Strong and consistent evidence shows that in healthy adults moderate coffee consumption is not associated with an increased risk of major chronic diseases, such as cancer, or premature death, and some evidence suggests that coffee consumption may decrease the risk of certain cancers. To this end, current dietary guidelines published by the U.S. Department of Health and Human Services and the U.S. Department of Agriculture state that moderate coffee consumption (three to five cups a day or up to 400 mg/day of caffeine) can be incorporated into healthy eating patterns.
This is not the first time the FDA has expressed concerns about Proposition 65 warnings based on the presence of acrylamide in foods. The FDA previously wrote to California stating our concerns about acrylamide warnings for foods because such warnings may mislead consumers about the risks posed by foods containing acrylamide and encourage consumers to alter their diets in ways that may not benefit their health. A prime example is whole grain foods. We recognize that some of these products may contain acrylamide. But we also know that consumption of whole grains is beneficial for health and nutrition. Labeling whole grain foods with a cancer warning may cause American consumers to avoid foods that would have a benefit to their health, including avoiding foods that may reduce cancer risks.
The FDA has undertaken a number of activities on acrylamide since the discovery of acrylamide in foods in 2002, including performing toxicology research, conducting food surveys and exposure assessments and issuing guidance for industry on mitigating the formation of acrylamide during food production. Given the widespread presence of acrylamide in foods, it isn’t feasible to completely eliminate acrylamide exposure.
Removing any one or two foods from your diet would not have a significant effect on overall exposure to acrylamide. This is why the FDA’s best advice is that consumers adopt a healthy diet, consistent with the Dietary Guidelines for Americans (2015-2020). It emphasizes fruits, vegetables, whole grains, and fat-free or low-fat milk and milk products; includes lean meats, poultry, fish, beans, eggs, and nuts; healthy oils, and limits saturated fats, trans fats, sodium, and added sugars.
Assuring that consumers have access to transparent science-based nutrition information is a pivotal element of the FDA’s public health mission. These goals are encompassed in the multi-year Nutrition Innovation Strategy that we announced in March. This Innovation Strategy involves a series of synergistic actions intended to modernize the FDA’s approach to nutrition, help reduce the burden of chronic disease that stems from poor nutrition, including obesity, diabetes, heart disease and a variety of cancers, and to remove barriers to industry innovation.
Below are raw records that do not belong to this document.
impl ReservationScheduler {
    pub fn new(
        epg: Arc<dyn EpgStore>,
        db: Arc<Mutex<Database>>,
        devices: Vec<TunerDevice>,
        store: ReserveStore,
    ) -> Result<Self, SchedulerError> {
        let reservations = store.load()?;
        info!(
            "Loaded {} reservations from snapshot, {} tuner devices",
            reservations.len(),
            devices.len()
        );
        Ok(Self {
            epg,
            db,
            devices,
            state: Mutex::new(SchedulerState {
                reservations,
                store,
            }),
        })
    }

    /// Current reservation set, sorted by start time.
    pub async fn reservations(&self) -> Vec<Reservation> {
        self.state.lock().await.reservations.clone()
    }

    /// Reservations holding a tuner slot this pass.
    pub async fn admitted(&self) -> Vec<Reservation> {
        self.state
            .lock()
            .await
            .reservations
            .iter()
            .filter(|r| r.is_admitted())
            .cloned()
            .collect()
    }

    pub async fn find(&self, program_id: i64) -> Option<Reservation> {
        self.state
            .lock()
            .await
            .reservations
            .iter()
            .find(|r| r.program.id == program_id)
            .cloned()
    }

    /// Run a full scheduling pass. Fails fast with [`SchedulerError::Busy`]
    /// when another pass holds the lock.
    pub async fn update_all(&self) -> Result<(), SchedulerError> {
        let mut state = self.state.try_lock().map_err(|_| SchedulerError::Busy)?;
        self.run_pass(&mut state).await
    }

    /// Add a manual reservation.
    ///
    /// Fails with [`SchedulerError::Duplicate`] when the program is already
    /// reserved, and with [`SchedulerError::Conflict`] when no tuner can
    /// take it even before eviction is considered (the probe item never
    /// evicts an existing reservation). On success a full pass runs with
    /// the new reservation included.
    pub async fn add_manual(
        &self,
        program_id: i64,
        option: RecordOption,
    ) -> Result<(), SchedulerError> {
        let mut state = self.state.try_lock().map_err(|_| SchedulerError::Busy)?;

        if state
            .reservations
            .iter()
            .any(|r| r.program.id == program_id)
        {
            return Err(SchedulerError::Duplicate(program_id));
        }

        let program = self
            .epg
            .find_program(program_id)
            .await?
            .ok_or(SchedulerError::ProgramNotFound(program_id))?;

        let candidate = Reservation {
            program,
            rule_id: None,
            manual_id: Some(Utc::now().timestamp_millis()),
            option,
            is_skip: false,
            is_conflict: false,
            won_conflict: false,
        };

        // Self-conflict probe: resolve with the candidate included but
        // forbidden from evicting anyone. If it still cannot be placed,
        // reject without mutating state.
        let mut probe_candidates = self.assemble_candidates(&state.reservations).await?;
        probe_candidates.insert(0, candidate.clone());
        let probed = resolve(
            &self.devices,
            probe_candidates,
            Some(program_id),
            Utc::now().timestamp_millis(),
        );
        let conflicted = probed
            .iter()
            .find(|r| r.program.id == program_id)
            .map(|r| r.is_conflict)
            .unwrap_or(true);
        if conflicted {
            return Err(SchedulerError::Conflict(program_id));
        }

        state.reservations.push(candidate);
        self.run_pass(&mut state).await
    }

    /// Cancel a reservation by program id.
    pub async fn cancel(&self, program_id: i64) -> Result<(), SchedulerError> {
        let mut state = self.state.try_lock().map_err(|_| SchedulerError::Busy)?;

        let before = state.reservations.len();
        state.reservations.retain(|r| r.program.id != program_id);
        if state.reservations.len() == before {
            return Err(SchedulerError::ReserveNotFound(program_id));
        }
        self.run_pass(&mut state).await
    }

    /// Set or clear the skip flag. The flag is carried forward by program
    /// id across passes, so it survives rule regeneration.
    pub async fn set_skip(&self, program_id: i64, skip: bool) -> Result<(), SchedulerError> {
        let mut state = self.state.try_lock().map_err(|_| SchedulerError::Busy)?;

        let found = state
            .reservations
            .iter_mut()
            .find(|r| r.program.id == program_id);
        match found {
            Some(r) => r.is_skip = skip,
            None => return Err(SchedulerError::ReserveNotFound(program_id)),
        }
        self.run_pass(&mut state).await
    }

    /// Drop the reservation for a program that finished recording. Called
    /// by the recorder after finalize; waits for the pass lock instead of
    /// failing fast.
    pub async fn remove_finished(&self, program_id: i64) -> Result<(), SchedulerError> {
        let mut state = self.state.lock().await;
        let before = state.reservations.len();
        state.reservations.retain(|r| r.program.id != program_id);
        if state.reservations.len() != before {
            let reservations = state.reservations.clone();
            state.store.save(&reservations)?;
        }
        Ok(())
    }

    async fn run_pass(&self, state: &mut SchedulerState) -> Result<(), SchedulerError> {
        let candidates = self.assemble_candidates(&state.reservations).await?;
        let resolved = resolve(
            &self.devices,
            candidates,
            None,
            Utc::now().timestamp_millis(),
        );

        debug!(
            "Scheduling pass: {} candidates resolved, {} admitted, {} conflicted",
            resolved.len(),
            resolved.iter().filter(|r| r.is_admitted()).count(),
            resolved.iter().filter(|r| r.is_conflict).count()
        );

        state.reservations = resolved;
        state.store.save(&state.reservations)?;
        Ok(())
    }

    /// Assemble this pass's candidates: surviving manual reservations with
    /// refreshed program data, then one group per enabled rule from a fresh
    /// EPG search. Skip flags from the previous set carry forward.
    async fn assemble_candidates(
        &self,
        previous: &[Reservation],
    ) -> Result<Vec<Reservation>, SchedulerError> {
        let skip_flags: HashMap<i64, bool> = previous
            .iter()
            .map(|r| (r.program.id, r.is_skip))
            .collect();

        let mut candidates = Vec::new();

        for r in previous.iter().filter(|r| r.is_manual()) {
            let mut manual = r.clone();
            // Refresh from the guide when it still carries the program; a
            // guide outage must not drop a manual reservation.
            match self.epg.find_program(manual.program.id).await {
                Ok(Some(program)) => manual.program = program,
                Ok(None) => {}
                Err(e) => warn!(
                    "EPG lookup failed for manual reservation {}: {}",
                    manual.program.id, e
                ),
            }
            candidates.push(manual);
        }

        let rules = {
            let db = self.db.lock().await;
            db.list_enabled_rules()?
        };

        for rule in rules {
            let programs = self.epg.search(&rule.search).await?;
            for program in programs {
                let is_skip = skip_flags.get(&program.id).copied().unwrap_or(false);
                candidates.push(Reservation {
                    program,
                    rule_id: Some(rule.id),
                    manual_id: None,
                    option: rule.option.clone(),
                    is_skip,
                    is_conflict: false,
                    won_conflict: false,
                });
            }
        }

        Ok(candidates)
    }
}

/// Decide whether admitted entry `t` yields its slot to candidate `m`.
///
/// A fully elapsed entry (start and end both in the past) is always
/// evictable so a zombie cannot block capacity forever. Otherwise manual
/// outranks rule, and the earlier-created id wins within the same kind.
fn should_evict(t: &Reservation, m: &Reservation, now_ms: i64) -> bool {
    if t.program.is_elapsed(now_ms) {
        return true;
    }
    match (t.rule_id, m.rule_id) {
        (None, None) => t.manual_id.unwrap_or(i64::MAX) > m.manual_id.unwrap_or(i64::MAX),
        (Some(_), None) => true,
        (None, Some(_)) => false,
        (Some(t_rule), Some(m_rule)) => t_rule > m_rule,
    }
}

/// One admission walk over the virtual tuner slots.
///
/// `probe` names a program that must not evict existing entries; it is set
/// only for the manual-add self-conflict check. Deterministic for a given
/// candidate set: manual group first, rule groups by ascending rule id,
/// descending physical channel within each group so multiplex-mates are
/// placed consecutively.
fn resolve(
    devices: &[TunerDevice],
    candidates: Vec<Reservation>,
    probe: Option<i64>,
    now_ms: i64,
) -> Vec<Reservation> {
    let mut manuals: Vec<Reservation> = Vec::new();
    let mut rule_groups: BTreeMap<i64, Vec<Reservation>> = BTreeMap::new();
    for r in candidates {
        match r.rule_id {
            None => manuals.push(r),
            Some(rule_id) => rule_groups.entry(rule_id).or_default().push(r),
        }
    }

    manuals.sort_by(|a, b| b.program.channel.cmp(&a.program.channel));
    for group in rule_groups.values_mut() {
        group.sort_by(|a, b| b.program.channel.cmp(&a.program.channel));
    }

    let order = manuals
        .into_iter()
        .chain(rule_groups.into_values().flatten());

    let mut slots: Vec<TunerSlot> = devices.iter().map(TunerSlot::new).collect();
    let mut seen: HashSet<i64> = HashSet::new();
    let mut skipped: Vec<Reservation> = Vec::new();
    let mut conflicted: Vec<Reservation> = Vec::new();

    for mut r in order {
        // First occurrence wins.
        if !seen.insert(r.program.id) {
            continue;
        }
        r.won_conflict = false;

        if r.is_skip {
            r.is_conflict = false;
            skipped.push(r);
            continue;
        }

        let Some(max_pos) = tuner_max_position(&slots, r.program.channel_type) else {
            // No device receives this channel type at all.
            r.is_conflict = true;
            conflicted.push(r);
            continue;
        };

        let can_evict = probe != Some(r.program.id);
        for (i, slot) in slots.iter_mut().enumerate() {
            if !slot.supports(r.program.channel_type) {
                continue;
            }

            if slot.find_conflict(&r.program).is_none() {
                r.is_conflict = false;
                slot.entries.push(r);
                break;
            }

            if i < max_pos {
                // A later device may still take it.
                continue;
            }

            // Last device for this type: evict or give up.
            loop {
                match slot.find_conflict(&r.program) {
                    None => {
                        r.is_conflict = false;
                        slot.entries.push(r);
                        break;
                    }
                    Some(j) if can_evict && should_evict(&slot.entries[j], &r, now_ms) => {
                        let mut evicted = slot.entries.remove(j);
                        evicted.is_conflict = true;
                        conflicted.push(evicted);
                        r.won_conflict = true;
                    }
                    Some(_) => {
                        r.is_conflict = true;
                        conflicted.push(r);
                        break;
                    }
                }
            }
            break;
        }
    }

    let mut result: Vec<Reservation> = slots
        .into_iter()
        .flat_map(|s| s.entries)
        .chain(skipped)
        .chain(conflicted)
        .collect();
    result.sort_by(|a, b| {
        a.program
            .start_at
            .cmp(&b.program.start_at)
            .then(a.program.id.cmp(&b.program.id))
    });
    result
}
In line with our Nutrition Innovation Strategy, we strongly support exempting coffee from a cancer warning. The scientific community has conducted a substantial amount of research on the issue of whether coffee causes cancer, and the totality of that research has found inadequate evidence to establish that coffee causes cancer and suggests that coffee may even reduce the risk of some cancers.
We’re dedicated to providing science-based information to consumers in an effort to benefit health and nutrition. And we remain committed to ensuring product labeling provides the most factual, easy-to-understand information needed to inform diet selections.